WHAT THIS TASK INVOLVES:
Work through the data below and state how many lines contain "Published", giving that number alone.
::::
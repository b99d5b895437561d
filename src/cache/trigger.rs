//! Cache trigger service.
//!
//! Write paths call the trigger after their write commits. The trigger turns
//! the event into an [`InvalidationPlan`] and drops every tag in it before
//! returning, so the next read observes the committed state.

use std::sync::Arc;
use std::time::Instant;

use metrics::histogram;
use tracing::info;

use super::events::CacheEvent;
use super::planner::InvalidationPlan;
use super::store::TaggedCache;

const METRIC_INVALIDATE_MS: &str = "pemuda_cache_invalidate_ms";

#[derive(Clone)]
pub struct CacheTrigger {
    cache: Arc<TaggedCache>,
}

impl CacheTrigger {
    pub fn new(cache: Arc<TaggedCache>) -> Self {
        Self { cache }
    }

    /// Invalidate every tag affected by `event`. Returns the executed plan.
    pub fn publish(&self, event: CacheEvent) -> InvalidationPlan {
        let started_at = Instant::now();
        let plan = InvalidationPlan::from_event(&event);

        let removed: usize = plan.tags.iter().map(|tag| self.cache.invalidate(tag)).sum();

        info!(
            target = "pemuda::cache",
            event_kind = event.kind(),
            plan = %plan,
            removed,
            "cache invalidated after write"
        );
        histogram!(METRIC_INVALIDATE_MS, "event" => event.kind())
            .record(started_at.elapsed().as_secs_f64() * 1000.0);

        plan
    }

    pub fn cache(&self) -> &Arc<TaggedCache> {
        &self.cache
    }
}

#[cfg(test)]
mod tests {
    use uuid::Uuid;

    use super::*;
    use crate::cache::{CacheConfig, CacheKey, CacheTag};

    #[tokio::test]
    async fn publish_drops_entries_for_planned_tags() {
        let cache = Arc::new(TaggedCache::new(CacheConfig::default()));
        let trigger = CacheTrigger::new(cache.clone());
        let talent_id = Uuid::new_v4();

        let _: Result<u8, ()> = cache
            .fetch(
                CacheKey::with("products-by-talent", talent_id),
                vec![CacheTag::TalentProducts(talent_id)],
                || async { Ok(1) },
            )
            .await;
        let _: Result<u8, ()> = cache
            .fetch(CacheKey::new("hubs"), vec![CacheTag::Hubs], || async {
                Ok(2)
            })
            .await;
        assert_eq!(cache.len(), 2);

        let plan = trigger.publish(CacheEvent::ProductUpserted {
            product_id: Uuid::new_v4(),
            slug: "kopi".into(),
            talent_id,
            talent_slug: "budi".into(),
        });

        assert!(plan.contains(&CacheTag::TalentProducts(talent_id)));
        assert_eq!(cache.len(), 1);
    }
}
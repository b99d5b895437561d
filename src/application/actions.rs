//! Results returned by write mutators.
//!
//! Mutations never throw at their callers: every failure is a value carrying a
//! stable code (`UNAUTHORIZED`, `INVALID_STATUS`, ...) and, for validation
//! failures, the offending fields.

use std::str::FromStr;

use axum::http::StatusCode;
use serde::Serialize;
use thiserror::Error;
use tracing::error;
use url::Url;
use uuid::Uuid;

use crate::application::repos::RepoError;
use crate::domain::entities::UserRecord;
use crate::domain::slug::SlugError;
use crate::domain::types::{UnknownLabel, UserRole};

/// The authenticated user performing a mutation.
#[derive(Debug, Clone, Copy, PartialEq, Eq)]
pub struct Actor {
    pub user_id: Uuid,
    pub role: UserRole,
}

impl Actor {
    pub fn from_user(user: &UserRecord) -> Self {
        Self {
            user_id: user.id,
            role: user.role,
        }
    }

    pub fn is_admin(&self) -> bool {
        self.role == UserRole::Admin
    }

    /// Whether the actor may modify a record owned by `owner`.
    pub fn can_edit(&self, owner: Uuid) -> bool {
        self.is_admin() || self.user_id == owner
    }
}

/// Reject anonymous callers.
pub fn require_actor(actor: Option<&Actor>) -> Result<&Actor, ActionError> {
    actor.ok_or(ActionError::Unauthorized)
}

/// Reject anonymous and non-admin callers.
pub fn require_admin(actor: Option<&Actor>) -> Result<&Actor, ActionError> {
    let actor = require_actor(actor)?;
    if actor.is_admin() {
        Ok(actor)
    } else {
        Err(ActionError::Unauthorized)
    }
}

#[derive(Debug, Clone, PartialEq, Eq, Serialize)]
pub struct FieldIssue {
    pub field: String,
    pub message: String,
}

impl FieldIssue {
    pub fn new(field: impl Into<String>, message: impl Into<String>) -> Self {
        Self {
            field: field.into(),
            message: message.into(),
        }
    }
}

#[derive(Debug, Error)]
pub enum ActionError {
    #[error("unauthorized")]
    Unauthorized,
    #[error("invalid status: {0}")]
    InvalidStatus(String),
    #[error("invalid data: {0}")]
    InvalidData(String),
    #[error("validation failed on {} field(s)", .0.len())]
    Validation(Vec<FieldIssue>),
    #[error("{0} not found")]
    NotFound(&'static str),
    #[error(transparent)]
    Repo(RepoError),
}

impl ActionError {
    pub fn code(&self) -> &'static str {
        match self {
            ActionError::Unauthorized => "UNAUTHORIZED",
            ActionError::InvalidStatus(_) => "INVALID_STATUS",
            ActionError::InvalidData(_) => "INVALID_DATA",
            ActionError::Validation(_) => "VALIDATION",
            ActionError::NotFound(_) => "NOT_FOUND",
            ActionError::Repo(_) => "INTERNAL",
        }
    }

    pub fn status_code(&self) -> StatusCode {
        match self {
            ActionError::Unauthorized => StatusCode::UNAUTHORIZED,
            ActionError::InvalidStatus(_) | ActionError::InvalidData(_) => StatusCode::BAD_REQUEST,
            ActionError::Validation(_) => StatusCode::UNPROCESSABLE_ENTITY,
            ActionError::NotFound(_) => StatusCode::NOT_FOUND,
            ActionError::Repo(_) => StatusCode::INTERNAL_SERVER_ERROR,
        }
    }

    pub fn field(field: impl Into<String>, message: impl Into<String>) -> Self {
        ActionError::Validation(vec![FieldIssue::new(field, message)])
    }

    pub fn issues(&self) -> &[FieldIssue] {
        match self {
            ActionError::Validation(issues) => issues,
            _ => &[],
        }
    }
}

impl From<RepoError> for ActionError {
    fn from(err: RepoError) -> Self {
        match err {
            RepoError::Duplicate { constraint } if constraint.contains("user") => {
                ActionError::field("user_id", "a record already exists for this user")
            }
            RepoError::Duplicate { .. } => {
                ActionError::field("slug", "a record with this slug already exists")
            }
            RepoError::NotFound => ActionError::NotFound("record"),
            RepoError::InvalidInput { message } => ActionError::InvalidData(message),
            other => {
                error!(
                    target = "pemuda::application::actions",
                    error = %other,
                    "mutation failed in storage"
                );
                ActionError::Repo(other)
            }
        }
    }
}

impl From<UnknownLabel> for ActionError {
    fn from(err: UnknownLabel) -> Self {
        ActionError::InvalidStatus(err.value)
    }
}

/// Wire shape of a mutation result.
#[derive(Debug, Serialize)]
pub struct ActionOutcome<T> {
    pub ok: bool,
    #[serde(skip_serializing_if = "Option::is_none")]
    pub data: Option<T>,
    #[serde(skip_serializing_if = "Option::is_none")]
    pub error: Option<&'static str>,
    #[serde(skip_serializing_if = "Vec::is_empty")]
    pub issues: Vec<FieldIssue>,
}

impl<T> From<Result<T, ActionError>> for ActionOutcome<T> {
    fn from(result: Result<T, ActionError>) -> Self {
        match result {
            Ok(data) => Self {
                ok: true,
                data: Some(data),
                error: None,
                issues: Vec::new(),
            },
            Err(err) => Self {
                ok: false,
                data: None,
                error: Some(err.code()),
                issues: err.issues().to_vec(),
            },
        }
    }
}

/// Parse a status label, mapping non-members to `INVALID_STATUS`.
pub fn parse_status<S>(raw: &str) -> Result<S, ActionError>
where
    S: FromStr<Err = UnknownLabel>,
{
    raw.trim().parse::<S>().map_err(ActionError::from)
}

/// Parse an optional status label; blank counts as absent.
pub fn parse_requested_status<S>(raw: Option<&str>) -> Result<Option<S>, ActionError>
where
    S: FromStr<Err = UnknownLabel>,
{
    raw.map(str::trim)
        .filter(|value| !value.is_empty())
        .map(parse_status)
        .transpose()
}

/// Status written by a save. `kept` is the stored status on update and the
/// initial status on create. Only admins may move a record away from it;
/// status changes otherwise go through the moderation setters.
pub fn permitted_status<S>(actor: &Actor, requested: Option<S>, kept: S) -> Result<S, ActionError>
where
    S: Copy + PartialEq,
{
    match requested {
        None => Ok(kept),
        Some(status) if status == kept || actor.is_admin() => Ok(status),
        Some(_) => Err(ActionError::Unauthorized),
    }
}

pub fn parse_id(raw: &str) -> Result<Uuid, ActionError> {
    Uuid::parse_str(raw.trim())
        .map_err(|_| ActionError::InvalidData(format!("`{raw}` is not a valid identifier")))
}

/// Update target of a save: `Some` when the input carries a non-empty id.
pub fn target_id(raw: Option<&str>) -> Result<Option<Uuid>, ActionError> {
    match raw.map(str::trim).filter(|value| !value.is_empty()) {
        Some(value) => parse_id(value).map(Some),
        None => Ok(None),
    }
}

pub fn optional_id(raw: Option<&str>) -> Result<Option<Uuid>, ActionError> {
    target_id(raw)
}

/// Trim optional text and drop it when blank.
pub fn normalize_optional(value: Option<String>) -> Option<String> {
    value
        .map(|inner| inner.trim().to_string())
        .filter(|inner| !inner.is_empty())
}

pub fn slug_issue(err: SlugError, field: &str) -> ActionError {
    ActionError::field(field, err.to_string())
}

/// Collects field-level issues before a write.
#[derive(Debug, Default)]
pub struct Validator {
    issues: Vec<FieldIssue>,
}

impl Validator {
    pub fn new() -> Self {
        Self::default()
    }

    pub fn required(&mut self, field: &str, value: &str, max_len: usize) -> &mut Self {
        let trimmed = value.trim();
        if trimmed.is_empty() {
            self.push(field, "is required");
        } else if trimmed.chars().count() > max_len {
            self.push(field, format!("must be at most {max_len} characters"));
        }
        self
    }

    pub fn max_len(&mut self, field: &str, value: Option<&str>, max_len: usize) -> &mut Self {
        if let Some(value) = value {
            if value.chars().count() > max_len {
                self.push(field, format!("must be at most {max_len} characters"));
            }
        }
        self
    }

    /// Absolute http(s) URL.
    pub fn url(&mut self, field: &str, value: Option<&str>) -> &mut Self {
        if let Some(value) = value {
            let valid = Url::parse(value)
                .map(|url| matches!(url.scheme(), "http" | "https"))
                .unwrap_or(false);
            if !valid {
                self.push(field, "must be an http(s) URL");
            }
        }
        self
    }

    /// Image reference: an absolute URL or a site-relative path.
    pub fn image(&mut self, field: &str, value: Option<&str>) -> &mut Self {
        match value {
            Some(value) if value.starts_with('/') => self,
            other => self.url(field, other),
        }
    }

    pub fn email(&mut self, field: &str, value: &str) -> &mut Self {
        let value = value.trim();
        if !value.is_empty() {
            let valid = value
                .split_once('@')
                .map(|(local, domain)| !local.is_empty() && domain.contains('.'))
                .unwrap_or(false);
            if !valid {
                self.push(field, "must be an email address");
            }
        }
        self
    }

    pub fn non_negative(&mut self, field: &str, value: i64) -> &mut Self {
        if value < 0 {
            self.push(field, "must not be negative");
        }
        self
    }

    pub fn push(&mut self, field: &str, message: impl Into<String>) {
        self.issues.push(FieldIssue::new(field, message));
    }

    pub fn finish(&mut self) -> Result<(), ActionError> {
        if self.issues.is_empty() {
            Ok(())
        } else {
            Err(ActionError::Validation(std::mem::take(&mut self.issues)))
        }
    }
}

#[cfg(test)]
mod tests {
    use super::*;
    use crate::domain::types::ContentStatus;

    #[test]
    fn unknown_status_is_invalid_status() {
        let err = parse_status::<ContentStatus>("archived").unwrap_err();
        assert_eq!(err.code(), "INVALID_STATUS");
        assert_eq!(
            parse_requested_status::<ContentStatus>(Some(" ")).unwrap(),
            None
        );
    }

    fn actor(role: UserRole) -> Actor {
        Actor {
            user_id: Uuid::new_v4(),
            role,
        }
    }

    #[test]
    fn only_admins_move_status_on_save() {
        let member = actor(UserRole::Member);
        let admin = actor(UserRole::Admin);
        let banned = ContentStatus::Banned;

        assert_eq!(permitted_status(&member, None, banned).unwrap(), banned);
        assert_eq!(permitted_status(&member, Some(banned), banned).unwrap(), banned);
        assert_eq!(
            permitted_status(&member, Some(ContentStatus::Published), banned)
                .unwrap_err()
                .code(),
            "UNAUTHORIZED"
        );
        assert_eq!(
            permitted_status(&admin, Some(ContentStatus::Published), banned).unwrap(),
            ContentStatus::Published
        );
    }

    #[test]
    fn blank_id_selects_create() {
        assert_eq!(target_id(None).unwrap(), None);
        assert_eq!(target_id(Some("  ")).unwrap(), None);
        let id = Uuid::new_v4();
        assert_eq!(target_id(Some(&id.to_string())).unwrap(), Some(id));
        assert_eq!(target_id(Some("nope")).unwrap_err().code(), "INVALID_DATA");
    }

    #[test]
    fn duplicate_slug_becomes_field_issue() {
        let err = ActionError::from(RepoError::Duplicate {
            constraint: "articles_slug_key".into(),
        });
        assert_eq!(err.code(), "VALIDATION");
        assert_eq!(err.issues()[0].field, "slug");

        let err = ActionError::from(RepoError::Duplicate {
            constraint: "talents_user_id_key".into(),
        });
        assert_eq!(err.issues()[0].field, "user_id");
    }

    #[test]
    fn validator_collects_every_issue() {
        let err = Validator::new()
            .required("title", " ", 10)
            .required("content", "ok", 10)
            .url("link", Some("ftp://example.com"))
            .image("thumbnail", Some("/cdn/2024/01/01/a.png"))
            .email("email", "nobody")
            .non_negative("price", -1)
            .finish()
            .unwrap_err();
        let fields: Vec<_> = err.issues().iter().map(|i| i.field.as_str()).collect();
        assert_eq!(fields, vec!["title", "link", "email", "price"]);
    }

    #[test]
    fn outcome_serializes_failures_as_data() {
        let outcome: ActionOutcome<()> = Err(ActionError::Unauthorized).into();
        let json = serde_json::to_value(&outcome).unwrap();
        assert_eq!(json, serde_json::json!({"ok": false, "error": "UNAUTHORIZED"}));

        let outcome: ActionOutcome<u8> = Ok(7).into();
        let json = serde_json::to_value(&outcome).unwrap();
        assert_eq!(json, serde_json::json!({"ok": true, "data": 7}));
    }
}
::::
RESULT FOR THIS EXERCISE:
3